It’s clear from the start of “The Housemaid” that all is not well in the home of Nina Winchester (Amanda Seyfried), where Millie Calloway (Sydney Sweeney) is interviewing for a job. It’s one of those far-too-large homes in which no inhabitant could possibly be happy; what remains to be seen is the flavor of their unhappiness.

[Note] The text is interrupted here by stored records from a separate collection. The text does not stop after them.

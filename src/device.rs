//! The device control loop.
//!
//! [`Device`] bundles the peripherals with the [`WorkoutController`] and runs
//! one cooperative loop iteration per [`poll`](Device::poll), always in this
//! order:
//!
//! 1. Apply a plan handed over by the web server, if any.
//! 2. Sample and debounce the button; a toggle goes to the mode controller.
//! 3. Run the handler for the current mode on a fresh motion sample.
//! 4. Render the display.
//!
//! The caller sleeps for [`PollReport::delay_ms`] between iterations. Startup
//! failures of the sensor or display are returned as [`StartupError`]; the
//! library never halts on its own.
//!
//! # Example
//!
//! ```rust
//! use rs_reps::hal::{MockButton, MockClock, MockDisplay, MockSensor};
//! use rs_reps::{Config, Device, Mode, StartupError};
//!
//! let result = Device::start(
//!     MockSensor::failing(),
//!     MockButton::new(),
//!     MockDisplay::new(),
//!     MockClock::new(),
//!     Config::default(),
//! );
//! assert!(matches!(result, Err(StartupError::Sensor(_))));
//!
//! let mut device = Device::start(
//!     MockSensor::new(),
//!     MockButton::new(),
//!     MockDisplay::new(),
//!     MockClock::new(),
//!     Config::default(),
//! )
//! .unwrap();
//!
//! let report = device.poll(None);
//! assert_eq!(report.state.mode, Mode::StepCounting);
//! assert_eq!(report.delay_ms, 50);
//! ```

extern crate alloc;
use alloc::format;

use crate::config::{Config, TimingConfig};
use crate::debounce::Debouncer;
use crate::error::StartupError;
use crate::motion::MotionSample;
use crate::session::{Mode, SessionEvent, ToggleOutcome, WorkoutController, WorkoutState};
use crate::traits::{ButtonInput, Clock, MotionSensor, WorkoutDisplay};
use crate::workout::WorkoutPlan;

/// What happened during one loop iteration.
#[derive(Clone, Debug)]
pub struct PollReport {
    /// A submitted plan was applied.
    pub plan_applied: bool,
    /// Outcome of a debounced button toggle, if one occurred.
    pub toggle: Option<ToggleOutcome>,
    /// Result of the mode handler.
    pub event: SessionEvent,
    /// State after the iteration, as rendered.
    pub state: WorkoutState,
    /// How long the caller should wait before the next poll.
    pub delay_ms: u32,
}

/// A running device: peripherals plus controller.
pub struct Device<S, B, D, C> {
    sensor: S,
    button: B,
    display: D,
    clock: C,
    debouncer: Debouncer,
    controller: WorkoutController,
    timing: TimingConfig,
}

impl<S, B, D, C> Device<S, B, D, C>
where
    S: MotionSensor,
    B: ButtonInput,
    D: WorkoutDisplay,
    C: Clock,
{
    /// Bring up the display and sensor and build the controller.
    ///
    /// The display comes up first so a sensor failure can be shown on it.
    ///
    /// # Errors
    ///
    /// Returns [`StartupError`] if either peripheral fails to initialize.
    pub fn start(
        mut sensor: S,
        button: B,
        mut display: D,
        clock: C,
        config: Config,
    ) -> Result<Self, StartupError> {
        display
            .init()
            .map_err(|e| StartupError::Display(format!("{:?}", e)))?;
        log::info!("display ready");

        if let Err(e) = sensor.init() {
            let _ = display.show_message("Sensor error", Some("Check wiring"));
            return Err(StartupError::Sensor(format!("{:?}", e)));
        }
        log::info!("motion sensor ready");

        if let Err(e) = display.show_message(config.device.name.as_str(), Some("Starting")) {
            log::warn!("boot message failed: {:?}", e);
        }

        Ok(Self {
            sensor,
            button,
            display,
            clock,
            debouncer: Debouncer::active_low(config.timing.debounce_ms as u64),
            controller: WorkoutController::with_config(config.session),
            timing: config.timing,
        })
    }

    /// Run one loop iteration.
    ///
    /// `pending_plan` is whatever the web server left in the inbox since the
    /// last call.
    pub fn poll(&mut self, pending_plan: Option<WorkoutPlan>) -> PollReport {
        let now_ms = self.clock.now_ms();

        let plan_applied = match pending_plan {
            Some(plan) => {
                self.controller.configure(plan, now_ms);
                true
            }
            None => false,
        };

        let toggle = self
            .debouncer
            .update(self.button.is_high(), now_ms)
            .then(|| self.controller.toggle(now_ms));

        let event = match self.next_sample() {
            Some(sample) => self.controller.tick(&sample, now_ms),
            None => SessionEvent::None,
        };
        if event != SessionEvent::None {
            log::debug!("{:?} at {}ms", event, now_ms);
        }

        let state = self.controller.state(now_ms);
        if let Err(e) = self.display.render(&state) {
            log::warn!("display render failed: {:?}", e);
        }

        let delay_ms = if state.mode == Mode::StepCounting {
            self.timing.step_pacing_ms
        } else {
            self.timing.loop_interval_ms
        };

        PollReport {
            plan_applied,
            toggle,
            event,
            state,
            delay_ms,
        }
    }

    /// Reads the sensor only when the current mode uses motion. Timer-driven
    /// modes tick on a neutral sample so a flaky bus cannot stall them.
    fn next_sample(&mut self) -> Option<MotionSample> {
        if !self.controller.mode().samples_motion() {
            return Some(MotionSample::default());
        }
        match self.sensor.read() {
            Ok(sample) => Some(sample),
            Err(e) => {
                log::warn!("motion sensor read failed: {:?}", e);
                None
            }
        }
    }

    /// The workout controller.
    pub fn controller(&self) -> &WorkoutController {
        &self.controller
    }

    /// The display.
    pub fn display(&self) -> &D {
        &self.display
    }

    /// Mutable access to the display.
    pub fn display_mut(&mut self) -> &mut D {
        &mut self.display
    }

    /// The motion sensor.
    pub fn sensor(&self) -> &S {
        &self.sensor
    }

    /// Mutable access to the motion sensor.
    pub fn sensor_mut(&mut self) -> &mut S {
        &mut self.sensor
    }

    /// Mutable access to the button.
    pub fn button_mut(&mut self) -> &mut B {
        &mut self.button
    }

    /// Mutable access to the clock.
    pub fn clock_mut(&mut self) -> &mut C {
        &mut self.clock
    }
}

Millie is too preoccupied with her own misery to sniff out Nina’s, at first. After all, this rich woman has it all. Her husband, Andrew (Brandon Sklenar), is handsome and doting, and their life with their daughter, Cece (Indiana Elle), seems perfect. Millie, on the other hand, is concealing her secret: She’s trying to outrun her past, living in her car. Cleaning and cooking for the Winchesters, and hanging out with Cece occasionally, seems like a dream. Plus, it comes with a quiet little room in the attic. Which locks from the outside.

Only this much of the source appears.